What the task asks.
Among the records, which lines hold the word "client"? Pick them out.

Material for this exercise.
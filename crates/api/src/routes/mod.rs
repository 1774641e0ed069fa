//! API route definitions.

use axum::{Router, middleware};

use crate::{AppState, middleware::auth::auth_middleware};

pub mod admin;
pub mod auth;
pub mod authors;
pub mod books;
pub mod borrowing;
pub mod categories;
pub mod health;
pub mod home;
pub mod profile;
pub mod reviews;

/// Creates the API router, wrapping protected routes in the auth middleware.
///
/// Staff-only handlers also take a `StaffUser`, which answers `403` for
/// students.
#[allow(clippy::needless_pass_by_value)]
pub fn api_routes_with_state(state: AppState) -> Router<AppState> {
    let protected_routes = Router::new()
        .merge(books::routes())
        .merge(borrowing::routes())
        .merge(reviews::routes())
        .merge(profile::routes())
        .merge(authors::routes())
        .merge(categories::routes())
        .merge(admin::routes())
        .layer(middleware::from_fn_with_state(state.clone(), auth_middleware));

    Router::new()
        .merge(health::routes())
        .merge(auth::routes())
        .merge(home::routes())
        .merge(books::public_routes())
        .merge(authors::public_routes())
        .merge(categories::public_routes())
        .merge(reviews::public_routes())
        .merge(protected_routes)
}
/// Result of a successful return.
#[derive(Debug, Clone)]
pub struct ReturnOutcome {
    /// The closed record.
    pub record: BorrowRecord,
    /// Title of the returned book, for messaging.
    pub book_title: String,
}

/// Result of a staff bulk return.
#[derive(Debug, Clone, Copy, Default, PartialEq, Eq, Serialize)]
pub struct BulkReturnResult {
    /// Records moved from borrowed to returned.
    pub returned: u64,
    /// Records left alone: already returned or unknown.
    pub skipped: u64,
}

/// A borrow record with the names needed to display it.
#[derive(Debug, Clone)]
pub struct BorrowDetails {
    /// The record.
    pub record: BorrowRecord,
    /// Book title.
    pub book_title: String,
    /// Borrowing student's username.
    pub student_username: String,
}

/// Whether a student may review a book, and why.
#[derive(Debug, Clone, Copy, PartialEq, Eq, Serialize)]
pub struct ReviewEligibility {
    /// The student returned at least one borrow of the book.
    pub has_returned: bool,
    /// The student already reviewed the book.
    pub already_reviewed: bool,
    /// Both conditions allow a review.
    pub can_review: bool,
}

/// Converts a stored row into a checked ledger record.
pub(crate) fn to_record(model: &borrow_records::Model) -> Result<BorrowRecord, LendingError> {
    BorrowRecord::from_parts(
        BorrowRecordId::from_uuid(model.id),
        UserId::from_uuid(model.student_id),
        BookId::from_uuid(model.book_id),
        model.borrow_date,
        model.due_date,
        model.return_date,
        model.status.into(),
    )
}
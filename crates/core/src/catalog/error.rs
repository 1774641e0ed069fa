//! Catalog error types.

use thiserror::Error;

/// Catalog validation errors.
#[derive(Debug, Clone, PartialEq, Eq, Error)]
pub enum CatalogError {
    /// A required text field is blank.
    #[error("{0} is required")]
    Required(&'static str),

    /// A text field exceeds its maximum length.
    #[error("{field} must be at most {max} characters")]
    TooLong {
        /// Field name.
        field: &'static str,
        /// Maximum length in characters.
        max: usize,
    },

    /// A count field is negative.
    #[error("{0} cannot be negative")]
    Negative(&'static str),

    /// More copies available than owned.
    #[error("Available copies ({available}) cannot exceed total copies ({total})")]
    AvailableExceedsTotal {
        /// Total copies.
        total: i32,
        /// Available copies.
        available: i32,
    },

    /// Unknown sort key.
    #[error("Unknown sort order: {0}")]
    UnknownSort(String),
}
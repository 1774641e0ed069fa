//! `SeaORM` Entity for reviews table.

use sea_orm::entity::prelude::*;
use serde::{Deserialize, Serialize};

#[derive(Clone, Debug, PartialEq, DeriveEntityModel, Eq, Serialize, Deserialize)]
#[sea_orm(table_name = "reviews")]
pub struct Model {
    #[sea_orm(primary_key, auto_increment = false)]
    pub id: Uuid,
    pub student_id: Uuid,
    pub book_id: Uuid,
    pub rating: i32,
    #[sea_orm(column_type = "Text")]
    pub comment: String,
    pub created_at: DateTimeWithTimeZone,
}

#[derive(Copy, Clone, Debug, EnumIter, DeriveRelation)]
pub enum Relation {
    #[sea_orm(
        belongs_to = "super::users::Entity",
        from = "Column::StudentId",
        to = "super::users::Column::Id",
        on_delete = "Cascade"
    )]
    Users,
    #[sea_orm(
        belongs_to = "super::books::Entity",
        from = "Column::BookId",
        to = "super::books::Column::Id",
        on_delete = "Cascade"
    )]
    Books,
}

impl Related<super::users::Entity> for Entity {
    fn to() -> RelationDef {
        Relation::Users.def()
    }
}

impl Related<super::books::Entity> for Entity {
    fn to() -> RelationDef {
        Relation::Books.def()
    }
}

impl ActiveModelBehavior for ActiveModel {}
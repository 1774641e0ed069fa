//! Application-wide error types.

use thiserror::Error;

/// Result type alias using `AppError`.
pub type AppResult<T> = Result<T, AppError>;

/// How a refused request should be reported to the client.
#[derive(Debug, Clone, Copy, PartialEq, Eq)]
pub enum Refusal {
    /// The request clashes with the current state (409).
    Conflict,
    /// The request is well-formed but a rule forbids it (422).
    Unprocessable,
    /// The target does not exist for this caller (404).
    NotFound,
}

/// Application error types.
#[derive(Debug, Error)]
pub enum AppError {
    /// Authentication failed.
    #[error("Authentication failed: {0}")]
    Unauthorized(String),

    /// Access denied.
    #[error("Access denied: {0}")]
    Forbidden(String),

    /// Resource not found.
    #[error("Not found: {0}")]
    NotFound(String),

    /// Validation error.
    #[error("Validation error: {0}")]
    Validation(String),

    /// Conflict (e.g., duplicate entry).
    #[error("Conflict: {0}")]
    Conflict(String),

    /// An expected, user-facing refusal carrying its own machine code.
    ///
    /// Lending and review rules end up here: they are reported to the user
    /// as actionable messages rather than treated as faults.
    #[error("{message}")]
    Refused {
        /// HTTP class of the refusal.
        kind: Refusal,
        /// Stable machine-readable code, e.g. `no_copies_available`.
        code: &'static str,
        /// Actionable message for the user.
        message: String,
    },

    /// Database error.
    #[error("Database error: {0}")]
    Database(String),

    /// Internal server error.
    #[error("Internal error: {0}")]
    Internal(String),
}

impl AppError {
    /// Builds a refusal.
    pub fn refused(kind: Refusal, code: &'static str, message: impl Into<String>) -> Self {
        Self::Refused {
            kind,
            code,
            message: message.into(),
        }
    }

    /// Returns the HTTP status code for this error.
    #[must_use]
    pub const fn status_code(&self) -> u16 {
        match self {
            Self::Unauthorized(_) => 401,
            Self::Forbidden(_) => 403,
            Self::NotFound(_) | Self::Refused { kind: Refusal::NotFound, .. } => 404,
            Self::Validation(_) => 400,
            Self::Conflict(_) | Self::Refused { kind: Refusal::Conflict, .. } => 409,
            Self::Refused { kind: Refusal::Unprocessable, .. } => 422,
            Self::Database(_) | Self::Internal(_) => 500,
        }
    }

    /// Returns the error code for API responses.
    #[must_use]
    pub const fn error_code(&self) -> &'static str {
        match self {
            Self::Unauthorized(_) => "unauthorized",
            Self::Forbidden(_) => "forbidden",
            Self::NotFound(_) => "not_found",
            Self::Validation(_) => "validation_error",
            Self::Conflict(_) => "conflict",
            Self::Refused { code, .. } => code,
            Self::Database(_) | Self::Internal(_) => "internal_error",
        }
    }

    /// Returns the message safe to show to a client.
    ///
    /// Store and internal failures are opaque; everything else is shown as-is.
    #[must_use]
    pub fn public_message(&self) -> String {
        match self {
            Self::Database(_) | Self::Internal(_) => "An error occurred".to_string(),
            Self::Refused { message, .. } => message.clone(),
            Self::Unauthorized(m)
            | Self::Forbidden(m)
            | Self::NotFound(m)
            | Self::Validation(m)
            | Self::Conflict(m) => m.clone(),
        }
    }
}

#[cfg(test)]
mod tests {
    use super::*;
    use rstest::rstest;

    #[rstest]
    #[case(AppError::Unauthorized(String::new()), 401, "unauthorized")]
    #[case(AppError::Forbidden(String::new()), 403, "forbidden")]
    #[case(AppError::NotFound(String::new()), 404, "not_found")]
    #[case(AppError::Validation(String::new()), 400, "validation_error")]
    #[case(AppError::Conflict(String::new()), 409, "conflict")]
    #[case(AppError::Database(String::new()), 500, "internal_error")]
    #[case(AppError::Internal(String::new()), 500, "internal_error")]
    #[case(AppError::refused(Refusal::Conflict, "no_copies_available", ""), 409, "no_copies_available")]
    #[case(AppError::refused(Refusal::Unprocessable, "borrow_limit_exceeded", ""), 422, "borrow_limit_exceeded")]
    #[case(AppError::refused(Refusal::NotFound, "not_borrowed_or_not_owner", ""), 404, "not_borrowed_or_not_owner")]
    fn test_status_and_code(#[case] error: AppError, #[case] status: u16, #[case] code: &str) {
        assert_eq!(error.status_code(), status);
        assert_eq!(error.error_code(), code);
    }

    #[test]
    fn test_error_display() {
        assert_eq!(
            AppError::Unauthorized("msg".into()).to_string(),
            "Authentication failed: msg"
        );
        assert_eq!(AppError::NotFound("msg".into()).to_string(), "Not found: msg");
        assert_eq!(
            AppError::refused(Refusal::Conflict, "already_borrowed", "You already have this book borrowed.")
                .to_string(),
            "You already have this book borrowed."
        );
    }

    #[test]
    fn test_public_message_hides_store_failures() {
        let error = AppError::Database("connection reset by peer".into());
        assert_eq!(error.public_message(), "An error occurred");

        let error = AppError::Validation("Title is required".into());
        assert_eq!(error.public_message(), "Title is required");
    }
}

The answer.
/// How a refused request should be reported to the client.
    /// Returns the message safe to show to a client.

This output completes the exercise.